### What you are asked to do
Copy out every line holding the string "EventEnvelope" from the records below.

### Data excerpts
..........
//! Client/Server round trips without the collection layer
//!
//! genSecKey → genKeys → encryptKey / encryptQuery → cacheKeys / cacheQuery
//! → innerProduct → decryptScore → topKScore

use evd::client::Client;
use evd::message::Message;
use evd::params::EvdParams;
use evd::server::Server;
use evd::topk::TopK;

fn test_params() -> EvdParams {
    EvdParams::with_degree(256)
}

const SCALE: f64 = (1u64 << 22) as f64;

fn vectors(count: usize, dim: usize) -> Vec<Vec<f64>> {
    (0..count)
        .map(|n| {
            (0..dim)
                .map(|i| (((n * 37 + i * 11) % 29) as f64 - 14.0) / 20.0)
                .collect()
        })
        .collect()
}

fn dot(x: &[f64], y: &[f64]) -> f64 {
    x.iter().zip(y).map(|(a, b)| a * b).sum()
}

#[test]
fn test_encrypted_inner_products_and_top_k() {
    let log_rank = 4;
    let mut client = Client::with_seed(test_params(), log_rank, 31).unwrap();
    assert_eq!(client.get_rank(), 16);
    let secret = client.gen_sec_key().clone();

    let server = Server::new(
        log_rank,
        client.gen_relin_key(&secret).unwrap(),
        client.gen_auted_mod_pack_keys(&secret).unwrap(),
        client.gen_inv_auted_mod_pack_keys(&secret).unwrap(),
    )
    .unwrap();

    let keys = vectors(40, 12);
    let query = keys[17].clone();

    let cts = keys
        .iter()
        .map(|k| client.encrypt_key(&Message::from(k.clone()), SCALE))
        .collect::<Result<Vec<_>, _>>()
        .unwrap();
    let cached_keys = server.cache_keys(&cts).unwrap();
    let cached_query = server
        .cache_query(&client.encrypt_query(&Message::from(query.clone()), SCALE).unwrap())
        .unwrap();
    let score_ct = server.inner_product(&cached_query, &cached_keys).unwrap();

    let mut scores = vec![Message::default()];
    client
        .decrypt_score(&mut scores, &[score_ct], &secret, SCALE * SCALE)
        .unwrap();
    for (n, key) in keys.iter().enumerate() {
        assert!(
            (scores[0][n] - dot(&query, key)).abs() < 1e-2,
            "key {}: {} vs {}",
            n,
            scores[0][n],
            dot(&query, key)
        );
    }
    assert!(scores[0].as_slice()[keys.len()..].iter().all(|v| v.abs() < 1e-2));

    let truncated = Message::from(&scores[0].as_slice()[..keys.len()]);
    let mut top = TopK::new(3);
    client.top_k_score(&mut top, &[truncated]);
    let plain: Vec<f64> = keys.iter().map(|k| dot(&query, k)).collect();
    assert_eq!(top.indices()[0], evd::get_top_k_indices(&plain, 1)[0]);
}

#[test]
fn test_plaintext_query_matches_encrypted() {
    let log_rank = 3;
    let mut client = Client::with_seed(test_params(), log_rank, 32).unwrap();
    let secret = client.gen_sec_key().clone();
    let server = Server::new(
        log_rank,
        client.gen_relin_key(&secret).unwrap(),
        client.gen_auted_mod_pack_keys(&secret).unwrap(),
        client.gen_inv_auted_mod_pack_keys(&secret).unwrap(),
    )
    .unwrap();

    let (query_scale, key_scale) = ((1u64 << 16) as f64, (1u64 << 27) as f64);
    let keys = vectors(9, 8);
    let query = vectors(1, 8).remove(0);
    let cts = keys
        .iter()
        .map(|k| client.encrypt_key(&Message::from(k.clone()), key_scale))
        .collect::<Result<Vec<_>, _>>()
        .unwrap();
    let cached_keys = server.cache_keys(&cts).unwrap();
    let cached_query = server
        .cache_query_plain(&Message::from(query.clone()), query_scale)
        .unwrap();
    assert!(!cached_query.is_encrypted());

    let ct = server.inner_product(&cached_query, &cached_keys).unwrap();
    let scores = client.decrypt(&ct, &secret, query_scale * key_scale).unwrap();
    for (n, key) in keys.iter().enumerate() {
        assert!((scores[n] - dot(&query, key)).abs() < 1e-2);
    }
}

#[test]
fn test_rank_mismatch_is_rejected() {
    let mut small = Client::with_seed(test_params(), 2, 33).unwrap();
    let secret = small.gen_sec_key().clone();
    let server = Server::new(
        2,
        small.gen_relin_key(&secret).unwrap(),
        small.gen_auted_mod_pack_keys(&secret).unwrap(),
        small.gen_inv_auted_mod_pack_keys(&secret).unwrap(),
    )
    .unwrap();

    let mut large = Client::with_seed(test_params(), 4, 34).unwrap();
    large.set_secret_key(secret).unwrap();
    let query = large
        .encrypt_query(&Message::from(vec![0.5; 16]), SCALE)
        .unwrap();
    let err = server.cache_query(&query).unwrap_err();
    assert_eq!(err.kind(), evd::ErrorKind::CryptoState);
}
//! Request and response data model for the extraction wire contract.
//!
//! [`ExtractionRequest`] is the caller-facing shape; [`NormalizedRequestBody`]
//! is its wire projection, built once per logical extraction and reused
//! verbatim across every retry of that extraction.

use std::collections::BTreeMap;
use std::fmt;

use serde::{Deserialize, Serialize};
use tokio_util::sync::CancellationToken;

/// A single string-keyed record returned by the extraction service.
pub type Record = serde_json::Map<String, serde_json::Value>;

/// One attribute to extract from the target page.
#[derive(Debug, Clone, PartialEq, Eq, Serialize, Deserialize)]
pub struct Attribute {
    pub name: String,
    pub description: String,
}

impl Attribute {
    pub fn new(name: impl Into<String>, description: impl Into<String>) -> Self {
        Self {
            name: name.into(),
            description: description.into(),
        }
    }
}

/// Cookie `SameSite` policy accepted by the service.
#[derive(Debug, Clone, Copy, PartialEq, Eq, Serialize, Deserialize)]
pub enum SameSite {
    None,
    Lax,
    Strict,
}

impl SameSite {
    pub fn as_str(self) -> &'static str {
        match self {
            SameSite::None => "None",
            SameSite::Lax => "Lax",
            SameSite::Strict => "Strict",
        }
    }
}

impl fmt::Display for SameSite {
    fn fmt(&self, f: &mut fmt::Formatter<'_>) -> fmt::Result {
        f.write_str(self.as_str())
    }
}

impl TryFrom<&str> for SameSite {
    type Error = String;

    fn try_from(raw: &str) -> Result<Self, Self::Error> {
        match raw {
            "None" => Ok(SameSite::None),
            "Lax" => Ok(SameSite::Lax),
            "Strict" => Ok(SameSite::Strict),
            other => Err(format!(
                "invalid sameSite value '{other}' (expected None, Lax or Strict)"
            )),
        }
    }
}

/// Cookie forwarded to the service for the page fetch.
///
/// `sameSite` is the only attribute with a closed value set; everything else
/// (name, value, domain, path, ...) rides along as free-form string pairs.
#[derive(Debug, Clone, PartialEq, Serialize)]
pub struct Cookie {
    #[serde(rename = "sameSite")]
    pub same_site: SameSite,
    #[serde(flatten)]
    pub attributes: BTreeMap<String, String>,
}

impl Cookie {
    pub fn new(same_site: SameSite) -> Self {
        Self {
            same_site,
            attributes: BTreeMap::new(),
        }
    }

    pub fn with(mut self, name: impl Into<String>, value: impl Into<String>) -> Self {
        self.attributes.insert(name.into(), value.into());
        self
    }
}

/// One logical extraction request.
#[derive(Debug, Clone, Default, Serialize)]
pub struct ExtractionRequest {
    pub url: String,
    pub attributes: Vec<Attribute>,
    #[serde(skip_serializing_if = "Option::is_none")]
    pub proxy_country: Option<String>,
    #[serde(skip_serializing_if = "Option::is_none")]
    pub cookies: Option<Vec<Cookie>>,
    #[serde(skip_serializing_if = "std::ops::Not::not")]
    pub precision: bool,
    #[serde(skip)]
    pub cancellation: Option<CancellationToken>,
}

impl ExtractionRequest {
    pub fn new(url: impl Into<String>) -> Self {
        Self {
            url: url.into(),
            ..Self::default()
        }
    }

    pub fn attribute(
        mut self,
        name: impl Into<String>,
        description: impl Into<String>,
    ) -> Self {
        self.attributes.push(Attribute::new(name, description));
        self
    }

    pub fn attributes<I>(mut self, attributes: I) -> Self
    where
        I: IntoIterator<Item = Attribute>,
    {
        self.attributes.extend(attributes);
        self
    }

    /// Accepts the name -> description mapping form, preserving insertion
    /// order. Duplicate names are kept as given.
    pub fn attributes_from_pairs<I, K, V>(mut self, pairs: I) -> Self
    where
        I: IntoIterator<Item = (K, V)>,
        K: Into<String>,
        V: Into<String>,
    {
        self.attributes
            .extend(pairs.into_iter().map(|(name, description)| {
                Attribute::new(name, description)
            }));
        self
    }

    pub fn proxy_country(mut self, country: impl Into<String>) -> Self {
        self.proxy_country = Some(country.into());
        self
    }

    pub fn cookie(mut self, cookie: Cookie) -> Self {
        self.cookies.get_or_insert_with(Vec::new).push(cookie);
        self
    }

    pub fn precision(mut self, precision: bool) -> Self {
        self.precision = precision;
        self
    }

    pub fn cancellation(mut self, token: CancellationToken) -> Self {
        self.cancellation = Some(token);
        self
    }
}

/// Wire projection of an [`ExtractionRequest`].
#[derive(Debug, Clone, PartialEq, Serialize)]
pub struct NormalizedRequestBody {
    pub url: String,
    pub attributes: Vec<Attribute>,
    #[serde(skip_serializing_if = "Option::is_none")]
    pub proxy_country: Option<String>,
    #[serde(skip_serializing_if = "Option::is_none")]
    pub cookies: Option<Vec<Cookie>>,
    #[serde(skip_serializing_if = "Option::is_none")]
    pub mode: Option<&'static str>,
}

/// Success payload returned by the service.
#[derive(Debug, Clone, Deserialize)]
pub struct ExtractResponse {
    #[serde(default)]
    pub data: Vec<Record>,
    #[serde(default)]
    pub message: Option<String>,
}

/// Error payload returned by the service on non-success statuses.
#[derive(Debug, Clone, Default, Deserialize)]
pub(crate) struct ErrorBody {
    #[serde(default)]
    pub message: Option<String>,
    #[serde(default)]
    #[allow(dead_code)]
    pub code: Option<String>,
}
..........
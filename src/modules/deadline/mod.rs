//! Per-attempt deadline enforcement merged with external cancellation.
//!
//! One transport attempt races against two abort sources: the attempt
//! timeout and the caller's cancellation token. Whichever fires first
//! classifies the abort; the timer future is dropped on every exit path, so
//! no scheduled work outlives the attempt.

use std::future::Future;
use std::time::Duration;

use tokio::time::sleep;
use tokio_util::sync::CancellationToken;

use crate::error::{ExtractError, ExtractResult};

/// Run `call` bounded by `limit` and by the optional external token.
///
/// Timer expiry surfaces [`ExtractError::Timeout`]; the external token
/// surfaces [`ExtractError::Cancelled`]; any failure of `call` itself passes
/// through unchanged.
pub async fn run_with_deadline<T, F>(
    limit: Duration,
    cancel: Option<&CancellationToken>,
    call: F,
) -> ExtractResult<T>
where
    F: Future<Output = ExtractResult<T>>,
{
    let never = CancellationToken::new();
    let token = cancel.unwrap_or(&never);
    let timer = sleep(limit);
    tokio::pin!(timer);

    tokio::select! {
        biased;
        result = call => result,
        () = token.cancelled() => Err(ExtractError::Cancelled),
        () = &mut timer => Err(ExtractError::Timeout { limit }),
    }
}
..........
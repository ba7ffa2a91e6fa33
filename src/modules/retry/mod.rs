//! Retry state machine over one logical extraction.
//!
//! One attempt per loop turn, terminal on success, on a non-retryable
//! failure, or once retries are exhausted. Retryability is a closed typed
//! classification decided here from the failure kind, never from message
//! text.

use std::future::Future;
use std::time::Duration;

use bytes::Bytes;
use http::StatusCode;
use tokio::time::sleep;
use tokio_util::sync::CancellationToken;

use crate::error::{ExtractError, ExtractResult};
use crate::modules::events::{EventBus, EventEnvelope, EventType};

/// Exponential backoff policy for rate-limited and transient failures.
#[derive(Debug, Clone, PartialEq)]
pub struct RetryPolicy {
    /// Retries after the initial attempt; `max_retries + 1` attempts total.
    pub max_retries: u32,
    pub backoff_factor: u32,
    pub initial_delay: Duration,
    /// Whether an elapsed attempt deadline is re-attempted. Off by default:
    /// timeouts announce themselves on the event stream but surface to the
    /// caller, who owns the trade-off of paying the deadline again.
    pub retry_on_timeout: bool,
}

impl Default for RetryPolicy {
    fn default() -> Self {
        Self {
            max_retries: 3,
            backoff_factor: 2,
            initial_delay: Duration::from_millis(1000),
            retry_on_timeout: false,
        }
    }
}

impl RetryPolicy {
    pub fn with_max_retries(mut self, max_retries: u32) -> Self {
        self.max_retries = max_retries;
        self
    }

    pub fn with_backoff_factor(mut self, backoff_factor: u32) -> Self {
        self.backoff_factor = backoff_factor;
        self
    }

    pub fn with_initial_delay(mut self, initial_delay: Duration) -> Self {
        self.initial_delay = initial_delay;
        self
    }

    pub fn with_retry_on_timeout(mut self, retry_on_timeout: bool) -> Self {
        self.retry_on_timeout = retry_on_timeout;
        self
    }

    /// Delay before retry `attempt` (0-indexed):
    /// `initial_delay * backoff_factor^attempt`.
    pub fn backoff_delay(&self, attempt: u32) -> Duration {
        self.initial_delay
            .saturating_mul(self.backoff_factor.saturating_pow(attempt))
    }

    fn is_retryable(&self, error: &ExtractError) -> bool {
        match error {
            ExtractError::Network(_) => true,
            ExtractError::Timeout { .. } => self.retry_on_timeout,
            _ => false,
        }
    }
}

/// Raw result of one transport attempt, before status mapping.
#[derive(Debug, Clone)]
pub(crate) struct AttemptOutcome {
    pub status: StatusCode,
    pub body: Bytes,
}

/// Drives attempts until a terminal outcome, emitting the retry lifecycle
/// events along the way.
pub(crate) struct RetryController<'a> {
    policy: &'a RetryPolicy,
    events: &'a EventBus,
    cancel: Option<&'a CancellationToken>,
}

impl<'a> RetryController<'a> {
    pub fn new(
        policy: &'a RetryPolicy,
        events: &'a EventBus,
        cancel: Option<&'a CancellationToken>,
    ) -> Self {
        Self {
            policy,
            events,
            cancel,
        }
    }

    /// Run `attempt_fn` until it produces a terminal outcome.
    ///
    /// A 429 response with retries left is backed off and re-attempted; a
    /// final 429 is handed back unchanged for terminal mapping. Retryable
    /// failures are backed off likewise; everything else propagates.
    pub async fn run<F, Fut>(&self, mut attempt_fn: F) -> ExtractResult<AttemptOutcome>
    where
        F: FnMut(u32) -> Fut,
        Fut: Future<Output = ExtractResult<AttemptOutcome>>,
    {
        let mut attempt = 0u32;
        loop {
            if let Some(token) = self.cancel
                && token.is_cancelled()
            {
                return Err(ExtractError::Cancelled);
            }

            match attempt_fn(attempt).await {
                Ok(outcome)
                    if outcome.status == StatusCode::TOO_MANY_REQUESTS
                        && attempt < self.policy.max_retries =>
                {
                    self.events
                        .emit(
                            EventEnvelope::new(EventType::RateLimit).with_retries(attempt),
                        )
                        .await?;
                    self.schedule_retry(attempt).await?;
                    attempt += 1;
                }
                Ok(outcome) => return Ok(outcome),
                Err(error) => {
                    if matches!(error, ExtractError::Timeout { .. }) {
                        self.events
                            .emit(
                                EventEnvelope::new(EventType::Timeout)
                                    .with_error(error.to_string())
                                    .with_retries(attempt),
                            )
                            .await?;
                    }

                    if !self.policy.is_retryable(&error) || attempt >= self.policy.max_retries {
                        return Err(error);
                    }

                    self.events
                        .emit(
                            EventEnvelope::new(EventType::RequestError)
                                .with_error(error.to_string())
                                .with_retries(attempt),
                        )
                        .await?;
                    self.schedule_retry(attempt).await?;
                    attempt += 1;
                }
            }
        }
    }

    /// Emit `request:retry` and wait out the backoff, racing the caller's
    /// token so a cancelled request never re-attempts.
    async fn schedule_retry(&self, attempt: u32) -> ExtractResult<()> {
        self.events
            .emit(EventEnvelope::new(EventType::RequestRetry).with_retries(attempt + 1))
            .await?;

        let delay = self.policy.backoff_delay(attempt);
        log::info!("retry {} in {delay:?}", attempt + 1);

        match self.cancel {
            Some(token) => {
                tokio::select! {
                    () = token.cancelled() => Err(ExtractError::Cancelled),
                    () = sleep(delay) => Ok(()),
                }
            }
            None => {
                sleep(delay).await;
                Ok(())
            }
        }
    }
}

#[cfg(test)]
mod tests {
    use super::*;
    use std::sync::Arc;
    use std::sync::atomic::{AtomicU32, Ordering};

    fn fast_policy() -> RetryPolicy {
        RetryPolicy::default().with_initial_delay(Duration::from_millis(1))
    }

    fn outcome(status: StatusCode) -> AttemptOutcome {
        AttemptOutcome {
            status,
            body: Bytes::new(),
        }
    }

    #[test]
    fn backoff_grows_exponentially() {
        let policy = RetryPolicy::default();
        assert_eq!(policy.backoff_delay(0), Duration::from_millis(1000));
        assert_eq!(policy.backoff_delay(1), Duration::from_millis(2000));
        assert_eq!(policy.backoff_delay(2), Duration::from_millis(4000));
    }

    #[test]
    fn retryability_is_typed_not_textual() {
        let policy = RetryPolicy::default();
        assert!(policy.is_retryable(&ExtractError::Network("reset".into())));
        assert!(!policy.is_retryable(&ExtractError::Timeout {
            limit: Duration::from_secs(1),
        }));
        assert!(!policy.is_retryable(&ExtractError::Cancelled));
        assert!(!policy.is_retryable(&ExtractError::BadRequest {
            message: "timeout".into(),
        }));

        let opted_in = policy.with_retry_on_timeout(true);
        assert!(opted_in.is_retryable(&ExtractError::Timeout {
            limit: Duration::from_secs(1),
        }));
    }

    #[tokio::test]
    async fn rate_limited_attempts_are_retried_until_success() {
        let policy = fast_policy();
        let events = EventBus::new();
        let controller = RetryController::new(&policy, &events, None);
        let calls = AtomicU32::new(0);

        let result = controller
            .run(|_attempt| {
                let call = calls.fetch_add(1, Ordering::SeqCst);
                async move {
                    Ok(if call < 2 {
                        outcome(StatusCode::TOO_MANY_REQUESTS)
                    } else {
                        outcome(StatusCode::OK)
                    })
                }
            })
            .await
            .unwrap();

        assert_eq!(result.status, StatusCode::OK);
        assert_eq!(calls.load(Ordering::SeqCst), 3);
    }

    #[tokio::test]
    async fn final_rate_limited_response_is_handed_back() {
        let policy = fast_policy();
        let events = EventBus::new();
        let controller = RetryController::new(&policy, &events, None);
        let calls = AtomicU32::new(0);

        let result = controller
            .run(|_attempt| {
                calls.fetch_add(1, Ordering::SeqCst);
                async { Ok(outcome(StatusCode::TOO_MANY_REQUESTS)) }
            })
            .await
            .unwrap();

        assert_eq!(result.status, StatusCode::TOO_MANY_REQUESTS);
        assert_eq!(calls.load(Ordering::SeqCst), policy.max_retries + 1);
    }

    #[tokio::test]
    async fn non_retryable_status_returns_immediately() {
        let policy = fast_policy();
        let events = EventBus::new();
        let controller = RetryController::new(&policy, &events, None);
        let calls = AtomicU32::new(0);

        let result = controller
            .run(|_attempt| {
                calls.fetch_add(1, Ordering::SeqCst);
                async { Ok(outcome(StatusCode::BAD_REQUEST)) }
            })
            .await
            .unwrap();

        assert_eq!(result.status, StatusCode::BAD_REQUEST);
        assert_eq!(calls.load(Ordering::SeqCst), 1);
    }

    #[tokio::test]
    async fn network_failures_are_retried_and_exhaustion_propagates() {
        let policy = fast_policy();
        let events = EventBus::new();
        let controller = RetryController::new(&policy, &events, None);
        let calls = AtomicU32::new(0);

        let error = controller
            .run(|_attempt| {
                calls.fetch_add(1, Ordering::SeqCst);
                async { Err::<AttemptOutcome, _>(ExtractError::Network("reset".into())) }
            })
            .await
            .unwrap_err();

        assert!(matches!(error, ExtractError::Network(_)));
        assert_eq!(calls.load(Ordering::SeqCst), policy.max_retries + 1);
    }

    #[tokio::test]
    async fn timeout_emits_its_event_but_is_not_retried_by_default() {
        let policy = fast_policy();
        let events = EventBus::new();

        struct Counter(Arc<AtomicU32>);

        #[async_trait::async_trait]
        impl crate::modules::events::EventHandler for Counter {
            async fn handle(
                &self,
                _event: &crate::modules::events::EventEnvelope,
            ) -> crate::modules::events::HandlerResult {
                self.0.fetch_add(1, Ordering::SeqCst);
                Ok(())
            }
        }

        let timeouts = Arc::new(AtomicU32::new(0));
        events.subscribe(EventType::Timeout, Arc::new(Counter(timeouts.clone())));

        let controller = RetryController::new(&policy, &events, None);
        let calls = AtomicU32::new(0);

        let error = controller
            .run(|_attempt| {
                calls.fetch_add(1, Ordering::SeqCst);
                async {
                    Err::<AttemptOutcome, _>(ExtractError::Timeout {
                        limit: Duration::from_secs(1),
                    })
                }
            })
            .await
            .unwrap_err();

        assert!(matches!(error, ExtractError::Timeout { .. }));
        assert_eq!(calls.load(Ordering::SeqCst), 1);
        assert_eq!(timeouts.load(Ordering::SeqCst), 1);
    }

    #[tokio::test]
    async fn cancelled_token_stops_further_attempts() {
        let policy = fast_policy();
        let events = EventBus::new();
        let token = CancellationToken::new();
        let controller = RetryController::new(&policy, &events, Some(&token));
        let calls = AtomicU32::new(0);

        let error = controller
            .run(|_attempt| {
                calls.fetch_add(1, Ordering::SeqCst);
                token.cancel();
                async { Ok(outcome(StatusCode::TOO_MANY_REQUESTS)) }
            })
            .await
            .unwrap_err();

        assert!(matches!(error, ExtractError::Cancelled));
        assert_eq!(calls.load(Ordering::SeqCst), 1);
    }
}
..........
### Exercise output
use crate::modules::events::{EventBus, EventEnvelope, EventType};
                            EventEnvelope::new(EventType::RateLimit).with_retries(attempt),
                                EventEnvelope::new(EventType::Timeout)
                            EventEnvelope::new(EventType::RequestError)
            .emit(EventEnvelope::new(EventType::RequestRetry).with_retries(attempt + 1))
                _event: &crate::modules::events::EventEnvelope,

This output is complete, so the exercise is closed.